Wilson's work is represented during the festival by three contrasting pieces - a revival of his opera (with Philip Glass) Einstein on the Beach, his version of Samuel Beckett's haunting monologue masterpiece, Krapp's Last Tape, and a brand new site-specific work, Walking.
Einstein on the Beach is the monumental work which made both Wilson's name and that of Philip Glass in 1976, immediately establishing them as completely individual artists. Nominally an opera, it does away with all theatrical conventions. For example, the work runs continuously for about 5 hours; the audience are free to come and go as they wish.
Rather than being a straightforward biography of the physicist, it presents a visually striking sequence of recurring images: a a train, a trial, a building and a spaceship, leaving the audience to find their own connections with their knowledge of Einstein and his work. In Wilson's words, "We all know stories about him. We come to the theatre sharing something, so in a sense there was no need to tell a story". Instead, the piece is dominated by dancers, Glass' glowing, mesmerising music, and dream-like texts by the autistic poet Christopher Knowles ("I was in this prematurely air-conditioned supermarket...").

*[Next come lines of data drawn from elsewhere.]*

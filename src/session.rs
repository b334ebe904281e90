//! Voice session lifecycle, observers, and offline reconciliation
//!
//! The [`SessionManager`] is the only owner of the session arena and the sync queue.
//! Local state is always authoritative; the backend mirror is brought up to date by
//! the sync worker whenever connectivity allows.

use std::collections::HashMap;
use std::sync::Arc;
use std::sync::atomic::{AtomicBool, AtomicU64, Ordering};

use chrono::{DateTime, Utc};
use parking_lot::{Mutex, RwLock};
use serde_json::json;
use tokio::sync::{mpsc, oneshot};
use tracing::{debug, info, warn};

use crate::config::VoiceConfig;
use crate::connectivity::ConnectivityProbe;
use crate::error::{Error, Result};
use crate::gateway::PersistenceGateway;
use crate::storage::Storage;
use crate::sync::{DeadLetter, SyncJob, SyncOp, SyncQueue, SyncQueueItem, run_worker};
use crate::types::{
    RemoteSessionId, SessionId, SessionMetadata, SessionType, VoiceEvent, VoiceEventType,
    VoiceSession,
};

/// Lifecycle notifications delivered to observers
#[derive(Debug, Clone)]
pub enum SessionNotification {
    SessionStarted(VoiceSession),
    SessionEnded(VoiceSession),
    EventAdded {
        session_id: SessionId,
        event: VoiceEvent,
    },
    OnlineStatusChanged(bool),
}

/// Receives session notifications; must not block
pub trait SessionObserver: Send + Sync {
    fn notify(&self, notification: &SessionNotification);
}

impl<F> SessionObserver for F
where
    F: Fn(&SessionNotification) + Send + Sync,
{
    fn notify(&self, notification: &SessionNotification) {
        self(notification)
    }
}

pub type SubscriptionId = u64;

#[derive(Default)]
struct ObserverList {
    next_id: AtomicU64,
    observers: RwLock<Vec<(SubscriptionId, Arc<dyn SessionObserver>)>>,
}

impl ObserverList {
    fn subscribe(&self, observer: Arc<dyn SessionObserver>) -> SubscriptionId {
        let id = self.next_id.fetch_add(1, Ordering::Relaxed);
        self.observers.write().push((id, observer));
        id
    }

    fn unsubscribe(&self, id: SubscriptionId) -> bool {
        let mut observers = self.observers.write();
        let before = observers.len();
        observers.retain(|(existing, _)| *existing != id);
        observers.len() != before
    }

    fn notify(&self, notification: SessionNotification) {
        // call outside the lock so an observer may subscribe or unsubscribe
        let observers: Vec<_> = self
            .observers
            .read()
            .iter()
            .map(|(_, observer)| observer.clone())
            .collect();
        for observer in observers {
            observer.notify(&notification);
        }
    }
}

/// Arena of sessions keyed by client id, plus the one that is currently active
#[derive(Default)]
pub(crate) struct SessionStore {
    sessions: HashMap<SessionId, VoiceSession>,
    current: Option<SessionId>,
}

impl SessionStore {
    pub(crate) fn get(&self, id: &SessionId) -> Option<&VoiceSession> {
        self.sessions.get(id)
    }

    pub(crate) fn get_mut(&mut self, id: &SessionId) -> Option<&mut VoiceSession> {
        self.sessions.get_mut(id)
    }

    fn current(&self) -> Option<&VoiceSession> {
        self.current.and_then(|id| self.sessions.get(&id))
    }

    fn current_mut(&mut self) -> Option<&mut VoiceSession> {
        let id = self.current?;
        self.sessions.get_mut(&id)
    }
}

/// State shared between the manager handle and the sync worker
pub(crate) struct SessionShared {
    pub(crate) store: RwLock<SessionStore>,
    pub(crate) queue: Mutex<SyncQueue>,
    pub(crate) online: AtomicBool,
    pub(crate) gateway: Arc<dyn PersistenceGateway>,
}

/// Owns voice sessions and keeps their backend mirror eventually consistent
///
/// Cloning yields another handle onto the same sessions. Construction spawns the
/// sync worker, so it must happen inside a Tokio runtime.
#[derive(Clone)]
pub struct SessionManager {
    shared: Arc<SessionShared>,
    observers: Arc<ObserverList>,
    probe: Arc<dyn ConnectivityProbe>,
    jobs: mpsc::UnboundedSender<SyncJob>,
    session_timeout: chrono::Duration,
}

impl SessionManager {
    pub fn new(
        gateway: Arc<dyn PersistenceGateway>,
        probe: Arc<dyn ConnectivityProbe>,
        config: &VoiceConfig,
    ) -> Self {
        Self::with_queue(gateway, probe, config, SyncQueue::new())
    }

    /// Like [`SessionManager::new`], with the sync queue mirrored to `storage`
    ///
    /// Items queued before a restart are restored in their original order and drained
    /// on the next connectivity-restored transition.
    pub fn with_storage(
        gateway: Arc<dyn PersistenceGateway>,
        probe: Arc<dyn ConnectivityProbe>,
        config: &VoiceConfig,
        storage: Arc<Storage>,
    ) -> Result<Self> {
        let queue = SyncQueue::with_storage(storage.clone())?;
        let remote_ids = storage.load_remote_sessions()?;
        let manager = Self::with_queue(gateway, probe, config, queue);
        let restored = manager.restore_pending_sessions(&remote_ids);
        storage.prune_remote_sessions(&restored)?;
        Ok(manager)
    }

    /// Rebuild completed stand-ins for sessions that still have queued items
    ///
    /// Only what the queue needs survives a restart: the session id, how to
    /// register it, its server id if it was registered, and the unsynced events.
    fn restore_pending_sessions(&self, remote_ids: &HashMap<SessionId, RemoteSessionId>) -> Vec<SessionId> {
        let items = self.shared.queue.lock().items();
        let mut store = self.shared.store.write();
        let mut restored = Vec::new();

        for item in items {
            let session = store.sessions.entry(item.session_id).or_insert_with(|| {
                restored.push(item.session_id);
                let mut session = VoiceSession::new(SessionType::default(), SessionMetadata::default());
                session.id = item.session_id;
                session.start_time = item.enqueued_at;
                session.remote_id = remote_ids.get(&item.session_id).cloned();
                session.complete();
                session
            });
            match item.op {
                SyncOp::RegisterSession {
                    session_type,
                    metadata,
                } => {
                    session.session_type = session_type;
                    session.metadata = metadata;
                }
                SyncOp::AppendEvent { event } => session.events.push(event),
                _ => {}
            }
        }

        if !restored.is_empty() {
            info!("Restored {} sessions with unsynced items", restored.len());
        }
        restored
    }

    fn with_queue(
        gateway: Arc<dyn PersistenceGateway>,
        probe: Arc<dyn ConnectivityProbe>,
        config: &VoiceConfig,
        queue: SyncQueue,
    ) -> Self {
        let shared = Arc::new(SessionShared {
            store: RwLock::new(SessionStore::default()),
            queue: Mutex::new(queue),
            online: AtomicBool::new(probe.is_online()),
            gateway,
        });

        let (jobs, receiver) = mpsc::unbounded_channel();
        tokio::spawn(run_worker(shared.clone(), receiver));

        let session_timeout = chrono::Duration::from_std(config.session_timeout())
            .unwrap_or_else(|_| chrono::Duration::seconds(30 * 60));

        Self {
            shared,
            observers: Arc::new(ObserverList::default()),
            probe,
            jobs,
            session_timeout,
        }
    }

    // ========== Observers ==========

    pub fn subscribe(&self, observer: Arc<dyn SessionObserver>) -> SubscriptionId {
        self.observers.subscribe(observer)
    }

    /// Returns false if the id was not subscribed
    pub fn unsubscribe(&self, id: SubscriptionId) -> bool {
        self.observers.unsubscribe(id)
    }

    // ========== Lifecycle ==========

    /// Start a new session, ending any session that is still active
    ///
    /// Registration with the backend happens in the background and never delays
    /// the returned session.
    pub fn start_session(&self, session_type: SessionType, metadata: SessionMetadata) -> VoiceSession {
        if self.shared.store.read().current().is_some() {
            self.end_session();
        }

        let session = VoiceSession::new(session_type, metadata);
        {
            let mut store = self.shared.store.write();
            store.sessions.insert(session.id, session.clone());
            store.current = Some(session.id);
        }
        info!("Started {:?} voice session {}", session_type, session.id);

        self.submit(SyncQueueItem::new(
            session.id,
            SyncOp::RegisterSession {
                session_type,
                metadata: session.metadata.clone(),
            },
        ));
        self.observers
            .notify(SessionNotification::SessionStarted(session.clone()));
        session
    }

    /// Complete the active session and return it; a no-op when none is active
    pub fn end_session(&self) -> Option<VoiceSession> {
        let event_count = self.shared.store.read().current()?.events.len();

        // final state travels through the normal event path
        let ended = VoiceEvent::new(
            VoiceEventType::System,
            json!({ "action": "session_ended", "event_count": event_count + 1 }),
        );
        if let Err(e) = self.add_event_to_session(ended) {
            warn!("Could not record session end: {}", e);
        }

        let session = {
            let mut store = self.shared.store.write();
            let id = store.current.take()?;
            let session = store.sessions.get_mut(&id)?;
            session.complete();
            session.clone()
        };
        info!(
            "Ended voice session {} with {} events",
            session.id,
            session.events.len()
        );

        self.observers
            .notify(SessionNotification::SessionEnded(session.clone()));
        Some(session)
    }

    /// Append an event to the active session and sync it
    pub fn add_event_to_session(&self, event: VoiceEvent) -> Result<()> {
        let session_id = {
            let mut store = self.shared.store.write();
            let session = store.current_mut().ok_or(Error::NoActiveSession)?;
            session.events.push(event.clone());
            session.id
        };
        debug!("Added {:?} event to session {}", event.event_type, session_id);

        self.submit(SyncQueueItem::new(
            session_id,
            SyncOp::AppendEvent {
                event: event.clone(),
            },
        ));
        self.observers
            .notify(SessionNotification::EventAdded { session_id, event });
        Ok(())
    }

    /// Queue a workout mutation whose interactive commit failed transiently
    pub fn enqueue_mutation(&self, op: SyncOp) -> Result<()> {
        let session_id = self.current_session_id().ok_or(Error::NoActiveSession)?;
        self.shared
            .queue
            .lock()
            .push_back(SyncQueueItem::new(session_id, op));
        Ok(())
    }

    /// End the active session and push out whatever can be synced now
    pub async fn shutdown(&self) -> Option<VoiceSession> {
        let session = self.end_session();
        self.sync_now();
        self.flush().await;
        session
    }

    // ========== Connectivity ==========

    pub fn is_online(&self) -> bool {
        self.shared.online.load(Ordering::SeqCst)
    }

    /// Record a connectivity change pushed by the host
    ///
    /// Going online drains the queue in original enqueue order.
    pub fn handle_connectivity_change(&self, is_online: bool) {
        let was_online = self.shared.online.swap(is_online, Ordering::SeqCst);
        if was_online == is_online {
            return;
        }

        info!("Connectivity changed: online = {}", is_online);
        self.observers
            .notify(SessionNotification::OnlineStatusChanged(is_online));
        if is_online {
            self.sync_now();
        }
    }

    /// Read the probe and apply any change; returns the current state
    pub fn poll_connectivity(&self) -> bool {
        let online = self.probe.is_online();
        self.handle_connectivity_change(online);
        online
    }

    /// Ask the worker to drain the queue
    pub fn sync_now(&self) {
        self.send(SyncJob::Drain);
    }

    /// Wait until every sync job submitted so far has been handled
    pub async fn flush(&self) {
        let (done, wait) = oneshot::channel();
        self.send(SyncJob::Flush(done));
        if wait.await.is_err() {
            warn!("Sync worker stopped before flush completed");
        }
    }

    // ========== Housekeeping ==========

    /// Evict completed sessions that ended longer ago than the session timeout
    pub fn clear_expired_sessions(&self) -> usize {
        self.clear_expired_sessions_at(Utc::now())
    }

    /// Eviction against an explicit clock
    ///
    /// Sessions that still have queued sync items are kept until those drain.
    pub fn clear_expired_sessions_at(&self, now: DateTime<Utc>) -> usize {
        let pending = self.shared.queue.lock().pending_sessions();
        let timeout = self.session_timeout;

        let mut store = self.shared.store.write();
        let before = store.sessions.len();
        store.sessions.retain(|id, session| {
            let expired = !session.is_active()
                && session
                    .end_time
                    .is_some_and(|ended| now.signed_duration_since(ended) > timeout);
            !expired || pending.contains(id)
        });
        let evicted = before - store.sessions.len();
        if evicted > 0 {
            info!("Evicted {} expired voice sessions", evicted);
        }
        evicted
    }

    // ========== Queries ==========

    pub fn current_session(&self) -> Option<VoiceSession> {
        self.shared.store.read().current().cloned()
    }

    pub fn current_session_id(&self) -> Option<SessionId> {
        self.shared.store.read().current
    }

    /// Type and workout of the active session, without cloning its events
    pub fn current_context(&self) -> Option<(SessionType, Option<String>)> {
        let store = self.shared.store.read();
        store
            .current()
            .map(|session| (session.session_type, session.metadata.workout_id.clone()))
    }

    pub fn session(&self, id: SessionId) -> Option<VoiceSession> {
        self.shared.store.read().get(&id).cloned()
    }

    /// All retained sessions, oldest first
    pub fn all_sessions(&self) -> Vec<VoiceSession> {
        let mut sessions: Vec<_> = self.shared.store.read().sessions.values().cloned().collect();
        sessions.sort_by_key(|session| session.start_time);
        sessions
    }

    pub fn sync_queue_len(&self) -> usize {
        self.shared.queue.lock().len()
    }

    pub fn sync_queue(&self) -> Vec<SyncQueueItem> {
        self.shared.queue.lock().items()
    }

    pub fn dead_letters(&self) -> Vec<DeadLetter> {
        self.shared.queue.lock().dead_letters().to_vec()
    }

    fn submit(&self, item: SyncQueueItem) {
        if self.is_online() {
            self.send(SyncJob::Submit(item));
        } else {
            self.shared.queue.lock().push_back(item);
        }
    }

    fn send(&self, job: SyncJob) {
        if self.jobs.send(job).is_err() {
            warn!("Sync worker is gone; job dropped");
        }
    }
}
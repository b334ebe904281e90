//! Text similarity primitives for fuzzy exercise-name matching
//!
//! Pure functions only. Edit distance and Jaro come from `strsim`; the scoring
//! rules used for spoken names (prefix bonus gate, substring scores) live here.

use strsim::{jaro, levenshtein};

/// Default minimum score a candidate must exceed to count as a match
pub const DEFAULT_THRESHOLD: f64 = 0.6;

/// Highest score a substring hit can reach, keeping exact matches on top
const SUBSTRING_SCORE_CAP: f64 = 0.95;

/// Floor for substring hits before the length-ratio bonus is added
const SUBSTRING_BASE_SCORE: f64 = 0.8;

/// Jaro score at which the Winkler prefix bonus starts applying
const PREFIX_BONUS_GATE: f64 = 0.7;

/// Weight per shared leading character (at most four count)
const PREFIX_SCALE: f64 = 0.1;

/// Levenshtein distance, counted in characters and case-sensitive
pub fn edit_distance(a: &str, b: &str) -> usize {
    levenshtein(a, b)
}

/// Normalized edit similarity: `1 - distance / max(len)`, 1.0 for two empty strings
pub fn similarity(a: &str, b: &str) -> f64 {
    let max_len = a.chars().count().max(b.chars().count());
    if max_len == 0 {
        return 1.0;
    }
    1.0 - edit_distance(a, b) as f64 / max_len as f64
}

/// Jaro-Winkler similarity
///
/// The prefix bonus is only applied once the plain Jaro score reaches 0.7.
pub fn jaro_winkler(a: &str, b: &str) -> f64 {
    let base = jaro(a, b);
    if base < PREFIX_BONUS_GATE {
        return base;
    }

    let prefix = a
        .chars()
        .zip(b.chars())
        .take_while(|(x, y)| x == y)
        .take(4)
        .count();

    (base + prefix as f64 * PREFIX_SCALE * (1.0 - base)).min(1.0)
}

/// Score a lowercased query against a lowercased candidate
///
/// Exact match scores 1.0, a substring relationship in either direction scores
/// by length ratio (capped below exact), anything else falls back to [`similarity`].
pub fn score_candidate(query: &str, candidate: &str) -> f64 {
    if query == candidate {
        return 1.0;
    }
    if query.is_empty() || candidate.is_empty() {
        return 0.0;
    }

    if candidate.contains(query) || query.contains(candidate) {
        let q_len = query.chars().count() as f64;
        let c_len = candidate.chars().count() as f64;
        let ratio = q_len.min(c_len) / q_len.max(c_len);
        return (SUBSTRING_BASE_SCORE + (1.0 - SUBSTRING_BASE_SCORE) * ratio)
            .min(SUBSTRING_SCORE_CAP);
    }

    similarity(query, candidate)
}

/// Best candidate found by [`find_best_match`]
#[derive(Debug, Clone, PartialEq)]
pub struct BestMatch {
    /// Candidate as it was passed in (original casing)
    pub matched: String,
    /// Index into the candidate slice
    pub index: usize,
    pub score: f64,
}

/// Case-insensitive best match of `query` among `candidates`
///
/// A case-insensitive exact match returns immediately with score 1.0. Otherwise
/// a candidate only replaces the running best if its score exceeds both the best
/// so far and `threshold`. Returns `None` when nothing clears the threshold.
pub fn find_best_match<S: AsRef<str>>(
    query: &str,
    candidates: &[S],
    threshold: f64,
) -> Option<BestMatch> {
    let query = query.trim().to_lowercase();
    if query.is_empty() {
        return None;
    }

    let mut best: Option<BestMatch> = None;

    for (index, candidate) in candidates.iter().enumerate() {
        let candidate = candidate.as_ref();
        let lower = candidate.to_lowercase();

        if lower == query {
            return Some(BestMatch {
                matched: candidate.to_string(),
                index,
                score: 1.0,
            });
        }

        let score = score_candidate(&query, &lower);
        let best_score = best.as_ref().map_or(0.0, |b| b.score);
        if score > best_score && score > threshold {
            best = Some(BestMatch {
                matched: candidate.to_string(),
                index,
                score,
            });
        }
    }

    best
}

The vibrant, multi-disciplinary nature of Einstein... finds its shadowy opposite in Krapp's Last Tape. Beckett's highly condensed, deeply atmospheric play (written in 1958) takes place in a single room, at an unidentified date in the future. An old man listens to recordings of his more youthful voice, summoning both wry nostalgia and bitter regret. Wilson's infamously creative use of lighting and set design make this a unique production, featuring a rare appearance by Wilson as an actor.
Wilson's new project, Walking, promises to be a characteristically unusual and unforgettable experience. Eschewing the theatre for the wide-open vistas of the North Norfolk coast, participants will be led through a landscape dotted with sculptural forms, highlighting our relationship with nature. This dramatic part of the British coastline echoes Wilson's epic theatrical sensibilities, but is also a personal journey. Each member of the audience is led individually by guides, through both sand dunes and woodland.
As he moves into his 8th decade, Wilson's work remains as creatively adventurous and engaging as ever. These three performances should give British audiences an ideal opportunity to see why he has been such an invigorating spirit for theatre, music and art.